No charges have been brought against Charles River Laboratories, or any of its officials, and the company has said it will fully co-operate with the U.S. investigation.

At around the same time, imports of monkeys from Cambodia into Canada dramatically surged, with Statistics Canada data showing a 500 per cent increase in 2023 from the year before.

Environment and Climate Change Canada, the federal department responsible for monitoring commercial trade in wildlife, confirmed to the Canadian Press that Charles River Laboratories has imported 6,769 long-tailed macaques into the country between January 2023 and August of this year. The monetary value of these imported macaques is around $120 million dollars, according to Statistics Canada.

The department previously said that officials rigorously and closely inspect imports of foreign animals, including those brought in by Charles River Laboratories, and that all macaque imports so far this year have complied with federal and international wildlife regulations.

The government and the company have both said that no Canadian laws have been broken.

Last month, the Canadian Transportation Authority issued a permit for another shipment on a cargo plane chartered by Charles River Laboratories. A flight tracker shows that a plane with the same flight number as what is shown on the permit departed Phnom Penh, Cambodia last Thursday, and arrived in Montreal on Friday.

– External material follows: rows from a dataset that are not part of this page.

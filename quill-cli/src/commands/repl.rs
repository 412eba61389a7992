//! The `quill repl` command.

use super::eval::{describe, print_result};
use crate::config::Config;
use crate::output;
use quill_env::{Environment, SourcedValue};
use quill_eval::{Interpreter, RuntimeEvaluation, RuntimeValue};
use quill_scope::MasterScope;
use rustyline::DefaultEditor;
use rustyline::error::ReadlineError;

const HELP: &str = "\
Commands:
  :help, :h             Show this help
  :quit, :q             Exit the REPL
  :env                  Show current bindings
  :let NAME = FORMULA   Bind the value of a formula
  :roll on|off          Roll dice or keep them symbolic
  :mode math|text       Read formulas as math or as text";

pub fn run(config: Config) -> Result<(), String> {
    println!("Quill REPL v{}", env!("CARGO_PKG_VERSION"));
    println!("Type :help for help, :quit to exit");
    println!();

    let mut rl = DefaultEditor::new().map_err(|e| e.to_string())?;
    let mut repl = Repl::new(config)?;

    loop {
        match rl.readline("quill> ") {
            Ok(line) => {
                let line = line.trim();
                if line.is_empty() {
                    continue;
                }
                let _ = rl.add_history_entry(line);

                let step = if line.starts_with(':') {
                    repl.command(line)
                } else {
                    repl.evaluate(line).map(|result| {
                        print_result(&result);
                        Step::Continue
                    })
                };
                match step {
                    Ok(Step::Continue) => {}
                    Ok(Step::Quit) => break,
                    Err(e) => output::error(&e),
                }
            }
            Err(ReadlineError::Interrupted) => {
                println!("^C");
                continue;
            }
            Err(ReadlineError::Eof) => break,
            Err(err) => {
                output::error(&err.to_string());
                break;
            }
        }
    }

    println!("Goodbye!");
    Ok(())
}

#[derive(Debug, PartialEq, Eq)]
enum Step {
    Continue,
    Quit,
}

/// Session state kept between lines.
struct Repl {
    config: Config,
    environment: Environment<RuntimeValue>,
    interpreter: Interpreter,
}

impl Repl {
    fn new(config: Config) -> Result<Self, String> {
        let environment = config.environment().map_err(|e| e.to_string())?;
        let interpreter = Interpreter::new(config.interpreter_options());
        Ok(Self {
            config,
            environment,
            interpreter,
        })
    }

    fn evaluate(&mut self, formula: &str) -> Result<RuntimeEvaluation, String> {
        let evaluated = quill_eval::evaluate_source(
            formula,
            self.config.recipes(),
            self.config.master,
            &mut self.interpreter,
            &self.environment,
        )
        .map_err(|e| describe(formula, &e))?;
        output::diagnostics(formula, &evaluated.parsed.diagnostics);
        Ok(evaluated.result)
    }

    fn command(&mut self, line: &str) -> Result<Step, String> {
        let (name, rest) = line.split_once(' ').unwrap_or((line, ""));
        let rest = rest.trim();
        match name {
            ":quit" | ":q" => return Ok(Step::Quit),
            ":help" | ":h" => println!("{HELP}"),
            ":env" => {
                for name in self.environment.names() {
                    let value = self.environment.get(&name).map_err(|e| e.to_string())?;
                    match value {
                        Some(value) => println!("  {name} = {value:?}"),
                        None => println!("  {name}"),
                    }
                }
            }
            ":let" => {
                let value = self.bind(rest)?;
                output::info(&format!("{value}"));
            }
            ":roll" => {
                let roll = switch(rest, "on", "off")?;
                self.config.roll_dice = roll;
                self.interpreter.set_roll_dice(roll);
            }
            ":mode" => {
                self.config.master = if switch(rest, "math", "text")? {
                    MasterScope::MathEnabled
                } else {
                    MasterScope::TextProcessing
                };
            }
            _ => return Err(format!("unknown command: {name}")),
        }
        Ok(Step::Continue)
    }

    /// `NAME = FORMULA`. Only ready values can be bound.
    fn bind(&mut self, binding: &str) -> Result<RuntimeValue, String> {
        let Some((name, formula)) = binding.split_once('=') else {
            return Err("usage: :let NAME = FORMULA".to_string());
        };
        let name = name.trim();
        if name.is_empty() {
            return Err("usage: :let NAME = FORMULA".to_string());
        }
        let result = self.evaluate(formula.trim())?;
        let value = match result.value {
            Some(value) if result.is_ready() => value,
            _ => return Err(format!("`{}` has no value yet", result.node)),
        };
        self.environment.set(name, SourcedValue::Simple(value.clone()));
        Ok(value)
    }
}

fn switch(arg: &str, yes: &str, no: &str) -> Result<bool, String> {
    if arg == yes {
        Ok(true)
    } else if arg == no {
        Ok(false)
    } else {
        Err(format!("expected `{yes}` or `{no}`, got `{arg}`"))
    }
}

Jesse Greener, a professor of chemistry at Laval University who signed the researchers’ letter to the government, said medical technology has developed to a point that makes it unjustifiable for the pharmaceutical industry to continue using live primates for testing.

“The government should take a leadership role and help researchers and surely the private sector to pivot from using these unethical, and I would say old and outdated and unreliable animal models, and embrace these much more efficient and ethical approaches that are … exploding right now,” said Greener, who has done research on methods to replace animals in such experiments.

“It is grotesque,” he said of the animal use. “It is time that we change the page on this chapter of terrible research and commercial activities.”

Canada banned the use of animals for cosmetic testing last year, but it is still legal to use live primates for drug testing purposes.

The federal government said a draft strategy aimed at reducing and replacing the use of animals in drug testing was published in September and open to public consultations for 60 days.

The strategy, which will be revised based on input from researchers, experts and others, is expected to be published in June 2025, it said.

“The government of Canada is committed to advancing efforts to replace, reduce, or refine the use of vertebrate animals in toxicity testing where possible,” Environment and Climate Change Canada said in a statement Tuesday.

Charles River Laboratories previously told The Canadian Press that while it is also committed to reducing its use of live primates, global regulatory bodies require drugs to be tested on animals before they are evaluated in humans.

The company said the use of non-human primates has been vital in developing treatments for various diseases and that the standards it applies in its facilities are exceeding global norms.

Matthew Green, a New Democrat MP who had previously called on the federal government to halt the latest shipment of macaques, said he has “great concern” about importing this exotic animal.

“Generally in Canada, Canadians like to believe that our government has higher regulations and more stringent enforcement protocols when it comes to protecting endangered species, yet this is not the case in comparison to what the United States has done,” he said.

Green and two of his NDP colleagues wrote a letter to three federal ministers last month, demanding an “immediate attention” to the issue.

The Animal Alliance of Canada also sent a letter to the environment minister in August, urging the immediate suspension of monkey importation from Cambodia.